This article covers the supply of goods and services for UK businesses. The Consumer Rights Act 2015 is an act of parliament that replaces and amalgamates existing consumer protection laws and legislation of the past in the UK.
What is the Supply of Goods and Services?
The Supply of Goods and Services Act 1982 was established and requires traders in the UK to provide services to a proper standard of workmanship.
The act referred to “relevant contracts for the transfer of goods” which still stands today.
What are Goods and Services?
A goods and service contract is defined as any agreement entered by a public organisation or agency. This covers the consumption and receipt of the following:
- Goods. Items which have tangibility such as books, clothes and products and can be provided with immediate effect.
- Services. A skill or trade that is supplied to the public such as hairdressing, nursing or dentistry and are usually provided over time.
Who Establishes Best Practices for Supply of Goods and Services?
Economic theory dictates that issuing goods and services should result in satisfaction for the consumer in what they acquire or experience.
To achieve this satisfaction businesses must adhere to best practices.
Best practices are a set of frameworks, concepts or ethical standpoints that represent the most efficient course of action. Therefore, in this case, when dealing with contracts concerning goods and services.
Regulatory bodies establish best practices to protect the public/consumer.
Regardless of the type of business, goods and services are pivotal to the success of the business and must be approached correctly to guarantee such.

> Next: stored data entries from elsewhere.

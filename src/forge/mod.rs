//! GitFlic API core: transport, retries, payload normalization and the
//! per-resource services built on top of them.

pub mod client;
pub mod cookies;
pub mod page;
pub mod request;
pub mod retry;
pub mod services;
pub mod status;
pub mod time;

pub use client::{Client, Download, CLOUD_HOST};
pub use request::{ApiRequest, Method};
pub use services::RepoRef;
use std::time::Duration;

use indicatif::{ProgressBar, ProgressDrawTarget, ProgressStyle};

use super::styling::{bright_green, bright_red, bright_yellow};

/// Spinner on stderr for a single network operation.
pub struct Spinner {
    pb: ProgressBar,
}

impl Spinner {
    pub fn start(message: impl Into<String>) -> Self {
        let pb = create_spinner(bright_yellow(message.into()).to_string());
        Self { pb }
    }

    pub fn finish(self, message: impl Into<String>) {
        self.pb
            .finish_with_message(bright_green(format!("{} ✓", message.into())).to_string());
    }

    /// Removes the spinner without leaving a line behind.
    pub fn clear(self) {
        self.pb.finish_and_clear();
    }

    pub fn fail(self, message: impl Into<String>) {
        self.pb
            .abandon_with_message(bright_red(format!("{} ✗", message.into())).to_string());
    }
}

/// Byte counter for uploads and downloads; a bar when the size is known.
pub fn transfer_bar(total: Option<u64>, message: impl Into<String>) -> ProgressBar {
    let pb = match total {
        Some(len) => {
            let pb = ProgressBar::new(len);
            if let Ok(style) = ProgressStyle::default_bar()
                .template("  {msg} [{bar:30}] {bytes}/{total_bytes}")
            {
                pb.set_style(style.progress_chars("=> "));
            }
            pb
        }
        None => {
            let pb = ProgressBar::new_spinner();
            if let Ok(style) = ProgressStyle::default_spinner().template("  {msg} {bytes} {spinner}") {
                pb.set_style(style);
            }
            pb
        }
    };
    pb.set_draw_target(ProgressDrawTarget::stderr());
    pb.set_message(message.into());
    pb
}

fn create_spinner(message: String) -> ProgressBar {
    let pb = ProgressBar::new_spinner();
    pb.set_draw_target(ProgressDrawTarget::stderr());
    if let Ok(style) = ProgressStyle::default_spinner().template("  {msg} {spinner}") {
        pb.set_style(style);
    }
    pb.set_message(message);
    pb.enable_steady_tick(Duration::from_millis(100));
    pb
}
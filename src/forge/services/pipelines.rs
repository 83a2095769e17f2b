use serde::{Deserialize, Serialize};
use tokio_util::sync::CancellationToken;

use super::{page_size, RepoRef, MAX_PAGE_SIZE};
use crate::error::{GfError, Result};
use crate::forge::client::Client;
use crate::forge::page::unwrap_list;
use crate::forge::request::ApiRequest;
use crate::forge::status::RunStatus;
use crate::forge::time::FlexTime;

/// One CI/CD pipeline as seen on a single poll.
#[derive(Debug, Clone, Serialize, Deserialize)]
#[serde(rename_all = "camelCase")]
pub struct Pipeline {
    #[serde(default)]
    pub id: String,
    pub local_id: u64,
    #[serde(default)]
    pub status: RunStatus,
    #[serde(default, alias = "commitHash")]
    pub commit_id: String,
    #[serde(default, rename = "ref", alias = "refName")]
    pub git_ref: String,
    #[serde(default)]
    pub created_at: FlexTime,
    #[serde(default)]
    pub started_at: Option<FlexTime>,
    #[serde(default)]
    pub finished_at: Option<FlexTime>,
    #[serde(default)]
    pub duration: Option<u64>,
}

impl Pipeline {
    pub fn short_commit(&self) -> &str {
        short_hash(&self.commit_id)
    }

    /// Reported duration, else the span between start and finish.
    pub fn duration_secs(&self) -> u64 {
        duration_of(self.duration, self.started_at, self.finished_at)
    }
}

#[derive(Debug, Clone, Serialize, Deserialize)]
#[serde(rename_all = "camelCase")]
pub struct Job {
    #[serde(default)]
    pub id: String,
    #[serde(default)]
    pub local_id: u64,
    #[serde(default)]
    pub name: String,
    #[serde(default, rename = "stageName", alias = "stage")]
    pub stage: String,
    #[serde(default)]
    pub status: RunStatus,
    #[serde(default)]
    pub started_at: Option<FlexTime>,
    #[serde(default)]
    pub finished_at: Option<FlexTime>,
    #[serde(default)]
    pub duration: Option<u64>,
}

impl Job {
    pub fn duration_secs(&self) -> u64 {
        duration_of(self.duration, self.started_at, self.finished_at)
    }
}

pub(crate) fn short_hash(hash: &str) -> &str {
    hash.get(..8).unwrap_or(hash)
}

fn duration_of(reported: Option<u64>, started: Option<FlexTime>, finished: Option<FlexTime>) -> u64 {
    if let Some(secs) = reported {
        return secs;
    }
    match (started, finished) {
        (Some(start), Some(end)) => start.seconds_until(&end),
        _ => 0,
    }
}

pub struct Pipelines<'a> {
    client: &'a Client,
    repo: &'a RepoRef,
}

impl<'a> Pipelines<'a> {
    pub(crate) fn new(client: &'a Client, repo: &'a RepoRef) -> Self {
        Self { client, repo }
    }

    pub async fn list(&self, cancel: &CancellationToken, limit: Option<usize>) -> Result<Vec<Pipeline>> {
        let req = ApiRequest::get(self.repo.path("/cicd/pipeline"))
            .query("page", 0)
            .query("size", page_size(limit));
        let body = self.client.json(cancel, &req).await?;
        Ok(unwrap_list(body, "restPipelineModelList")?.items)
    }

    /// There is no single-pipeline endpoint; the pipeline is looked up in the
    /// most recent page of the list.
    pub async fn get(&self, cancel: &CancellationToken, local_id: u64) -> Result<Pipeline> {
        self.list(cancel, Some(MAX_PAGE_SIZE))
            .await?
            .into_iter()
            .find(|p| p.local_id == local_id)
            .ok_or(GfError::NotFound)
    }

    /// Most recent pipeline, `None` for a project that never ran one.
    pub async fn latest(&self, cancel: &CancellationToken) -> Result<Option<Pipeline>> {
        Ok(self.list(cancel, Some(1)).await?.into_iter().next())
    }

    pub async fn jobs(&self, cancel: &CancellationToken, local_id: u64) -> Result<Vec<Job>> {
        let req = ApiRequest::get(self.repo.path(&format!("/cicd/pipeline/{local_id}/jobs")));
        let body = self.client.json(cancel, &req).await?;
        Ok(unwrap_list(body, "restPipelineJobModelList")?.items)
    }

    pub async fn cancel(&self, cancel: &CancellationToken, local_id: u64) -> Result<()> {
        let req = ApiRequest::post(self.repo.path(&format!("/cicd/pipeline/{local_id}/cancel")));
        self.client.send(cancel, &req).await
    }

    pub async fn restart(&self, cancel: &CancellationToken, local_id: u64) -> Result<()> {
        let req = ApiRequest::post(self.repo.path(&format!("/cicd/pipeline/{local_id}/restart")));
        self.client.send(cancel, &req).await
    }
}
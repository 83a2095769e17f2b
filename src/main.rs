mod auth;
mod cli;
mod config;
mod error;
mod forge;
mod gitremote;
mod output;
mod watch;

use clap::Parser;
use cli::Cli;
use log::info;

#[tokio::main]
async fn main() {
    init_logging();

    let cli = Cli::parse();
    info!("Starting gf {}", env!("CARGO_PKG_VERSION"));

    if let Err(err) = cli.execute().await {
        if let Some(code) = error::exit_code(&err) {
            std::process::exit(code);
        }
        eprintln!("{} {err:#}", output::bright_red("error:"));
        std::process::exit(1);
    }
}

/// `RUST_LOG` as usual; a non-empty `GF_DEBUG` turns on debug output for gf itself.
fn init_logging() {
    let mut builder = env_logger::Builder::from_env(env_logger::Env::default().default_filter_or("warn"));
    if std::env::var_os("GF_DEBUG").is_some_and(|v| !v.is_empty()) {
        builder.filter_module(module_path!(), log::LevelFilter::Debug);
    }
    builder.init();
}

Some argue small and medium-sized companies spend 45% to 65% of all sales revenue on the procurement of goods and services.
What Is An Example of Goods and Services Best Practice?
Restaurants require goods like produce and other food items to run.
A restaurant must buy these from suppliers, which takes up a large chunk of revenue.
They then provide these goods as meals created by their chefs to consumers/customers.
The restaurant is both the buyer of goods and services and the supplier of goods and services at two different points.
In this chain, the restaurant owner/ head chef must make sure they do the best thing for themselves financially and provide the best for their customers.
They do this by buying the best product for the customer at the lowest price for the business. Without doing so, the business will lose money, or go bust on a poor reputation.
If the kitchen buys bad quality goods because they are cheap and then passes these on in the chain to the customer, the reputation of the business will suffer.
If they buy great ingredients at high prices, they may not make that money back from the consumer because the price per head would be too expensive for their market.
What Steps Can We Take To Ensure Success?
The best practice for contracts concerning goods and services is to buy the best quality goods/services at the fairest prices.
As a result, this will be passed onto the next person(s) in the chain.
A business can do several things to ensure success on best practices:
- Do a demand analysis. See what the customers want most and supply it. Supply and demand cut down on unnecessary waste and allows best practice on contracts for goods and services.
- Build and maintain relationships. This can be with a smaller group of reputable suppliers. Gaining an excellent reputation to commit to the best practice of buying the best quality at the fairest price.
- Conduct an analysis on spending. This should be a review of how much is spent on procuring goods and services for a business. It identifies an area in which expenditure can and should be streamlined.
- Reduce the supply complexity. Buy goods and services of a standard nature from suppliers for the business. The opposite of this is customised goods that may be unnecessary and cost more.